I'm guessing that he's not neutered? The circling is a courting behavior. He is claiming you as his. It may escalate to also showering you with urine as he dances around you. True love!


----------



## Chamarith (Nov 29, 2017)

FYI, My Mini Rex doe has always run around me in circles and nibbling on my slippers. She is just saying," hey there human, please come down here on the floor with me." She just wants me to play and snuggle with her. She also licks throw pillows in her room and in the hallway that I keep to put my head on when on the floor with her. I have often wondered if she can smell my scent on them.&#9787;&#9786;


----------



## Nancy McClelland (Nov 29, 2017)

I have had neutered males and females circle me, "courting behavior" so either way that's normal. The licking is also a normal grooming behavior, but make sure it does not get excessive to the point where you get holes in the bed cover. We had one that would start licking and then she would dig--very hard on our "new" sofa, bedspread, and the "old" carpet.


----------



## mark (Nov 30, 2017)

Haha, our rabbits also lick and dig on the dining room chair cushions, to the point that they have licked, dug and even chewed holes in many of them. We flip them over when we have company over for dinner!


----------



## Blue eyes (Nov 30, 2017)

mark said:


> Haha, our rabbits also lick and dig on the dining room chair cushions, to the point that they have licked, dug and even chewed holes in many of them. We flip them over when we have company over for dinner!

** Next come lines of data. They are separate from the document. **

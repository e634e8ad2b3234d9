//! # docrag
//!
//! Retrieval-augmented question answering over ingested documents.
//!
//! The crate splits normalized document text into overlapping bounded-size
//! chunks, embeds each chunk through an [`EmbeddingProvider`], persists the
//! results in a [`VectorStore`], and answers natural-language questions by
//! ranking stored records against the query embedding and handing the
//! top-ranked texts to a [`CompletionProvider`] as grounding context.
//!
//! ## Architecture
//!
//! ```text
//! Ingest:  text → Chunker → EmbeddingProvider → VectorStore
//! Query:   question → EmbeddingProvider → Retriever → context → CompletionProvider
//! ```
//!
//! Both providers are capability traits — any backend (local model, remote
//! API) can be substituted without touching chunking, storage, or ranking.
//! The bundled [`InMemoryVectorStore`] is an append-only exhaustive-scan
//! store; an indexed backend slots in behind the [`VectorStore`] trait.
//!
//! ## Example
//!
//! ```rust,ignore
//! use std::sync::Arc;
//! use docrag::{
//!     DocumentSource, InMemoryVectorStore, RagConfig, RagPipeline, RecursiveChunker,
//! };
//!
//! let config = RagConfig::default();
//! let embedder: Arc<dyn docrag::EmbeddingProvider> = Arc::new(my_embedder);
//!
//! let pipeline = RagPipeline::builder()
//!     .config(config.clone())
//!     .chunker(Arc::new(RecursiveChunker::new(config.chunk_size, config.chunk_overlap)))
//!     .embedding_provider(embedder.clone())
//!     .vector_store(Arc::new(InMemoryVectorStore::new(embedder)))
//!     .completion_provider(Arc::new(my_model))
//!     .build()?;
//!
//! pipeline.ingest(&page_text, DocumentSource::Url(url)).await?;
//! let answer = pipeline.answer("What does the page say about pricing?").await?;
//! ```
//!
//! ## Features
//!
//! - `ollama` — `OllamaEmbeddingProvider` and `OllamaCompletionProvider`
//!   speaking the local Ollama HTTP API.

pub mod chunking;
pub mod completion;
pub mod config;
pub mod document;
pub mod embedding;
pub mod error;
pub mod inmemory;
pub mod pipeline;
pub mod prompt;
pub mod retriever;
pub mod vectorstore;

#[cfg(feature = "ollama")]
pub mod ollama;

pub use chunking::{Chunker, RecursiveChunker};
pub use completion::CompletionProvider;
pub use config::{RagConfig, RagConfigBuilder};
pub use document::{Chunk, DocumentSource, Record, ScoredResult};
pub use embedding::EmbeddingProvider;
pub use error::{RagError, Result};
pub use inmemory::InMemoryVectorStore;
pub use pipeline::{RagPipeline, RagPipelineBuilder};
pub use retriever::Retriever;
pub use vectorstore::VectorStore;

Haha! The things we tolerate for the sake of our bunnies. et:


----------



## samoth (Dec 8, 2017)

My female loves to lick her surroundings, especially if I'm petting her. She'll lick for as long as I pet, and it's always the floor -- wherever she may be. 

She was spayed when she was 3 years old, so I don't know if it's a carry-over hormonal thing, or just something some buns do. She exhibits circling and humming behavior with me as well, but only in anticipation of treats when I get home from work.


----------



## lilnaugrim (Dec 9, 2017)

Oh good. I thought my bunny was strange for licking literally everything!
Someone has suggested he might be trying to cool down since he mostly licks hardwood, linoleum, fake wood. But, he also licks my sheets and my clothes. Pretty much anything he's near. I'm very grateful he doesn't chew much at all and doesn't destroy stuff but sometimes the licking can get annoying too lol. I've concluded though it's just something he's doing, like, grooming it to claim it as his. He's not yet neutered (two more weeks thank god!) but doesn't have any bad habits so we'll have to see if it's hormonal or just a quirk he does. At this point though, I think he's been doing it so long it's also just a learned habit as well. I've only had him for almost three months, adopted him from some bad parents unfortunately/fortunately for him. 

The only time he stops licking is when I'm petting him on my bed but when I stop, he'll continue licking. When I'm petting him though and he's relaxed, he will drool >.< He's getting some dental work done during his neuter so hopefully that will help him out. I figured it's either because he's so relaxed or his teeth are too long since he doesn't chew much.


----------



## _Moby_ (Dec 9, 2017)

I let my bun in my bed too. There was a week there where he would pee on my bed, almost every night... But he hasn't done it even once after his neuter. Hopefully that remains the case. 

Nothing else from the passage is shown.